Por la mañana temprano, mi papá anunció que era hora de irnos. Llegamos a Bariloche temprano, de hecho, nada estaba abierto para desayunar, lo que a mí me daba igual, ya que no tenía ganas de comer.

Finalmente llegamos al restaurante de la estación de trenes. Mis padres y Sharon pidieron un suculento desayuno mientras que yo todo lo que quería era apoyar mi cabeza sobre la mesa y orar que los intensos dolores de estómago pasen luego.

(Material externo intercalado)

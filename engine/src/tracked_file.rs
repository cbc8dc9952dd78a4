//! One tracked physical file and its three independent dirty flags.
//!
//! A `TrackedFile` owns the canonical in-memory text plus the `baseline` it
//! was last known to share with disk. Divergence is always detected by
//! comparing content digests, never timestamps: the mtime is carried only as
//! snapshot-token input.

use std::io;
use std::path::{Path, PathBuf};
use std::time::SystemTime;

use chrono::Local;
use tracing::debug;

use vellum_types::{DiskState, FileKind, FileStateSummary};
use vellum_utils::{atomic_write_new, content_digest};

/// In-memory state for one physical file of the logical document.
#[derive(Debug)]
pub struct TrackedFile {
    path: PathBuf,
    relative_path: PathBuf,
    kind: FileKind,
    /// Canonical text, owned by the registry.
    content: String,
    /// Content last known to match disk (updated on save and reload).
    baseline: String,
    /// Live keystrokes from the secondary editing surface, not yet flushed
    /// into canonical content.
    editor_buffer: Option<String>,
    in_edit_mode: bool,
    disk_state: DiskState,
    disk_digest: Option<String>,
    disk_mtime: Option<SystemTime>,
    access_error: Option<String>,
}

impl TrackedFile {
    /// Track a file whose content was just read from disk, so content,
    /// baseline, and disk copy all agree.
    #[must_use]
    pub fn adopted(
        path: PathBuf,
        relative_path: PathBuf,
        kind: FileKind,
        content: String,
        disk_mtime: Option<SystemTime>,
    ) -> Self {
        let disk_digest = Some(content_digest(&content));
        Self {
            path,
            relative_path,
            kind,
            baseline: content.clone(),
            content,
            editor_buffer: None,
            in_edit_mode: false,
            disk_state: DiskState::Ok,
            disk_digest,
            disk_mtime,
            access_error: None,
        }
    }

    #[must_use]
    pub fn path(&self) -> &Path {
        &self.path
    }

    #[must_use]
    pub fn relative_path(&self) -> &Path {
        &self.relative_path
    }

    #[must_use]
    pub fn kind(&self) -> FileKind {
        self.kind
    }

    #[must_use]
    pub fn content(&self) -> &str {
        &self.content
    }

    #[must_use]
    pub fn baseline(&self) -> &str {
        &self.baseline
    }

    #[must_use]
    pub fn disk_state(&self) -> DiskState {
        self.disk_state
    }

    #[must_use]
    pub fn disk_mtime(&self) -> Option<SystemTime> {
        self.disk_mtime
    }

    /// OS error code string from the last failed disk access.
    #[must_use]
    pub fn last_access_error_code(&self) -> Option<&str> {
        self.access_error.as_deref()
    }

    /// Replace canonical content (a programmatic edit). Baseline is untouched,
    /// so the file becomes internally dirty until saved.
    pub fn set_content(&mut self, content: String) {
        self.content = content;
    }

    pub fn enter_edit_mode(&mut self) {
        self.in_edit_mode = true;
    }

    /// Leave edit mode and drop any unflushed keystrokes.
    ///
    /// Only called after the user consented to discard them (reload actions)
    /// or after the buffer has been flushed.
    pub fn exit_edit_mode(&mut self) {
        self.in_edit_mode = false;
        self.editor_buffer = None;
    }

    #[must_use]
    pub fn is_in_edit_mode(&self) -> bool {
        self.in_edit_mode
    }

    /// Record the current text of the secondary editing surface.
    pub fn set_editor_buffer(&mut self, text: String) {
        self.editor_buffer = Some(text);
    }

    /// Whether the editing surface holds keystrokes not yet flushed into
    /// canonical content.
    #[must_use]
    pub fn is_dirty_in_editor(&self) -> bool {
        self.editor_buffer
            .as_ref()
            .is_some_and(|buffer| *buffer != self.content)
    }

    /// Flush editor keystrokes into canonical content. Returns true when the
    /// canonical content changed.
    pub fn flush_editor_buffer(&mut self) -> bool {
        match self.editor_buffer.take() {
            Some(buffer) if buffer != self.content => {
                self.content = buffer;
                true
            }
            _ => false,
        }
    }

    /// Canonical content differs from baseline (programmatic edits).
    #[must_use]
    pub fn has_internal_change(&self) -> bool {
        self.content != self.baseline
    }

    #[must_use]
    pub fn has_editor_buffer_change(&self) -> bool {
        self.is_dirty_in_editor()
    }

    #[must_use]
    pub fn has_any_unsaved(&self) -> bool {
        self.has_internal_change() || self.has_editor_buffer_change()
    }

    /// Disk content hash differs from the baseline hash.
    ///
    /// A missing or unreadable disk copy is an accessibility problem, not an
    /// external content change; preflight blocks acting on those separately.
    #[must_use]
    pub fn has_external_change(&self) -> bool {
        self.disk_state.is_accessible()
            && self
                .disk_digest
                .as_ref()
                .is_some_and(|digest| *digest != content_digest(&self.baseline))
    }

    /// Re-read disk metadata and content hash, classifying access failures.
    pub async fn refresh_disk_state(&mut self) {
        match tokio::fs::read_to_string(&self.path).await {
            Ok(disk_content) => {
                self.disk_state = DiskState::Ok;
                self.disk_digest = Some(content_digest(&disk_content));
                self.access_error = None;
                self.disk_mtime = tokio::fs::metadata(&self.path)
                    .await
                    .ok()
                    .and_then(|meta| meta.modified().ok());
            }
            Err(e) => {
                self.disk_state = classify_io_error(&e);
                self.disk_digest = None;
                self.disk_mtime = None;
                self.access_error = Some(e.kind().to_string());
                debug!(
                    path = %self.path.display(),
                    state = %self.disk_state,
                    "Disk refresh failed: {e}"
                );
            }
        }
    }

    /// Read the current disk content without touching any in-memory state.
    pub async fn read_from_disk(&self) -> io::Result<String> {
        tokio::fs::read_to_string(&self.path).await
    }

    /// Adopt the disk content: replaces canonical content and baseline, exits
    /// edit mode, and discards any editor keystrokes.
    pub async fn reload(&mut self) -> io::Result<()> {
        let disk_content = match self.read_from_disk().await {
            Ok(content) => content,
            Err(e) => {
                self.disk_state = classify_io_error(&e);
                self.access_error = Some(e.kind().to_string());
                return Err(e);
            }
        };
        self.exit_edit_mode();
        self.baseline = disk_content.clone();
        self.disk_digest = Some(content_digest(&disk_content));
        self.content = disk_content;
        self.disk_state = DiskState::Ok;
        self.access_error = None;
        self.disk_mtime = tokio::fs::metadata(&self.path)
            .await
            .ok()
            .and_then(|meta| meta.modified().ok());
        Ok(())
    }

    /// Record a successful save of `content`: canonical content, baseline,
    /// and the disk fingerprint now agree.
    pub fn mark_saved(&mut self, content: String, disk_mtime: Option<SystemTime>) {
        self.disk_digest = Some(content_digest(&content));
        self.baseline = content.clone();
        self.content = content;
        self.editor_buffer = None;
        self.disk_state = DiskState::Ok;
        self.access_error = None;
        self.disk_mtime = disk_mtime;
    }

    /// The content a local backup should preserve: the canonical text.
    #[must_use]
    pub fn content_for_backup(&self) -> &str {
        &self.content
    }

    /// Write `content` to a visibly-named conflict file next to the original.
    ///
    /// Never overwrites an existing file: a numeric suffix is appended until
    /// an unused name is found.
    pub async fn create_visible_conflict_file(&self, content: &str) -> io::Result<PathBuf> {
        let stamp = Local::now().format("%Y%m%d-%H%M%S").to_string();
        for attempt in 0u32..100 {
            let candidate = self.conflict_file_path(&stamp, attempt);
            match write_new(&candidate, content).await {
                Ok(()) => {
                    debug!(
                        original = %self.path.display(),
                        backup = %candidate.display(),
                        "Created conflict backup"
                    );
                    return Ok(candidate);
                }
                Err(e) if e.kind() == io::ErrorKind::AlreadyExists => {}
                Err(e) => return Err(e),
            }
        }
        Err(io::Error::new(
            io::ErrorKind::AlreadyExists,
            "could not find an unused conflict backup name",
        ))
    }

    fn conflict_file_path(&self, stamp: &str, attempt: u32) -> PathBuf {
        let stem = self
            .path
            .file_stem()
            .and_then(|s| s.to_str())
            .unwrap_or("file");
        let ext = self.path.extension().and_then(|s| s.to_str());
        let counter = if attempt == 0 {
            String::new()
        } else {
            format!("-{attempt}")
        };
        let name = match ext {
            Some(ext) => format!("{stem}.conflict-{stamp}{counter}.{ext}"),
            None => format!("{stem}.conflict-{stamp}{counter}"),
        };
        self.path.with_file_name(name)
    }

    /// Conflict-relevant snapshot of this file for the presentation layer.
    #[must_use]
    pub fn summary(&self) -> FileStateSummary {
        FileStateSummary {
            path: self.path.display().to_string(),
            relative_path: self.relative_path.display().to_string(),
            kind: self.kind,
            disk_state: self.disk_state,
            access_error: self.access_error.clone(),
            has_external_change: self.has_external_change(),
            has_internal_change: self.has_internal_change(),
            has_editor_buffer_change: self.has_editor_buffer_change(),
            in_edit_mode: self.in_edit_mode,
        }
    }

    /// Digest of the canonical content, used by the snapshot token and the
    /// sync diagnostics.
    #[must_use]
    pub fn content_digest(&self) -> String {
        content_digest(&self.content)
    }
}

El camarero me miró y preguntó qué era lo que me pasaba. Mi papá le explicó mi situación. El camarero anunció triunfalmente que tenía el remedio indicado y raudamente volvió con un vaso lleno de un líquido verdoso. Me instó a que bebiera ese brebaje milagroso, cosa que hice de un solo sorbo. Sorprendido, el camarero solo atinó a decir: ¡que bárbaro! Acto seguido, ese líquido quemó mis entrañas y en pocos segundos, llegó a mi cabeza, causándome la única borrachera de mi vida.

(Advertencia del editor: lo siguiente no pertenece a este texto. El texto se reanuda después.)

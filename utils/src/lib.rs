//! Shared infrastructure utilities for Vellum.
//!
//! This crate provides cross-cutting utilities that multiple Vellum crates
//! need but that don't belong in the domain-pure `vellum-types` crate:
//!
//! - **`atomic_write`**: Crash-safe file persistence (temp + rename)
//! - **`digest`**: Content hashing used for baselines and snapshot tokens
//! - **`paths`**: Lexical path normalization and resolution

pub mod atomic_write;
pub mod digest;
pub mod paths;

pub use atomic_write::{
    AtomicWriteOptions, FileSyncPolicy, atomic_write_new, atomic_write_with_options,
    recover_bak_file,
};
pub use digest::content_digest;
pub use paths::{normalize_path, resolve_against};
//! Atomic file write helpers.
//!
//! Uses a temp file + rename pattern. On Windows, rename-over-existing fails,
//! so the overwrite path uses a backup-and-restore fallback to avoid data
//! loss. The noclobber variant backs the visible conflict-backup files: a
//! backup must never silently replace an existing file.

use std::fs;
use std::io::{self, Write};
use std::path::Path;

use tempfile::NamedTempFile;

#[derive(Debug, Clone, Copy, PartialEq, Eq, Default)]
pub enum FileSyncPolicy {
    #[default]
    SyncAll,
    SkipSync,
}

#[derive(Debug, Clone, Copy)]
pub struct AtomicWriteOptions {
    /// File sync policy for the temp file before persisting.
    pub file_sync: FileSyncPolicy,
}

impl Default for AtomicWriteOptions {
    fn default() -> Self {
        Self {
            file_sync: FileSyncPolicy::SyncAll,
        }
    }
}

/// Recover from incomplete atomic writes by restoring `.bak` files.
///
/// If `path` does not exist but `path.bak` does, a crash occurred during the
/// backup-rename window in [`atomic_write_with_options`]. Rename the backup
/// back to the canonical path so the caller can proceed.
pub fn recover_bak_file(path: &Path) {
    let backup = path.with_extension("bak");
    if !path.exists() && backup.exists() {
        match fs::rename(&backup, path) {
            Ok(()) => {
                tracing::warn!(
                    path = %path.display(),
                    "Recovered .bak file from interrupted atomic write"
                );
            }
            Err(e) => {
                tracing::warn!(
                    path = %path.display(),
                    "Failed to recover .bak file: {e}"
                );
            }
        }
    }
}

/// Atomically write `bytes` to `path`, failing if the destination exists.
pub fn atomic_write_new(path: impl AsRef<Path>, bytes: &[u8]) -> io::Result<()> {
    let path = path.as_ref();
    let tmp = prepared_temp_file(path, bytes, AtomicWriteOptions::default())?;

    // Persist (rename) but fail if the destination already exists.
    if let Err(err) = tmp.persist_noclobber(path) {
        return Err(err.error);
    }
    Ok(())
}

pub fn atomic_write_with_options(
    path: impl AsRef<Path>,
    bytes: &[u8],
    options: AtomicWriteOptions,
) -> io::Result<()> {
    let path = path.as_ref();
    let tmp = prepared_temp_file(path, bytes, options)?;

    // Persist (rename) - handle Windows where rename fails if target exists.
    if let Err(err) = tmp.persist(path) {
        if path.exists() {
            // Windows fallback: backup and restore.
            let backup_path = path.with_extension("bak");
            let _ = fs::remove_file(&backup_path);
            fs::rename(path, &backup_path)?;

            if let Err(rename_err) = err.file.persist(path) {
                let _ = fs::rename(&backup_path, path);
                return Err(rename_err.error);
            }
            if let Err(e) = fs::remove_file(&backup_path) {
                tracing::warn!(
                    path = %backup_path.display(),
                    "Failed to remove .bak after atomic write: {e}"
                );
            }
        } else {
            return Err(err.error);
        }
    }

    Ok(())
}

fn prepared_temp_file(
    path: &Path,
    bytes: &[u8],
    options: AtomicWriteOptions,
) -> io::Result<NamedTempFile> {
    let parent = parent_dir(path);
    let mut tmp = NamedTempFile::new_in(parent)?;
    tmp.write_all(bytes)?;
    if matches!(options.file_sync, FileSyncPolicy::SyncAll) {
        tmp.as_file().sync_all()?;
    }
    Ok(tmp)
}

fn parent_dir(path: &Path) -> &Path {
    let parent = path.parent().unwrap_or_else(|| Path::new("."));
    if parent.as_os_str().is_empty() {
        Path::new(".")
    } else {
        parent
    }
}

No tenía ni idea que el líquido que me había servido era un licor de alcachofas.

Borracho, demandé a viva voz que mi padre me llevara de inmediato al hotel para poder dormir. El me dijo que de ninguna manera, que lo mejor era caminar. Protestando, salí a la calle. Mi padre cruzó a la vereda del frente mientras que mi querida mamá y mi amada esposa me seguían unos diez metros de distancia, ambas muertas de la risa, lo que hacía que yo me enfadara aún más. Intentaba mantener el equilibrio apoyándome en las casas, en los postes de luz o en los árboles.

Recuerdo pensar: bueno, menos mal que nadie me conoce en Bariloche. No terminé ese pensamiento cuando escuché alguien gritar: pastor Italo, pastor Italo. Precipitadamente, mi papá cruzó la calle para interceptar a los hermanos y mi mamá y Sharon hicieron lo imposible para que no llegaran hasta donde yo estaba manteniendo mi precario equilibrio agarrado de la rama de un raquítico árbol. Era una pareja de jóvenes que estaban pasando su luna de miel en esa hermosa ciudad.

La foto incluida fue tomada en mi estado de ebriedad, apoyado en un farol, cortesía de mi amada esposa.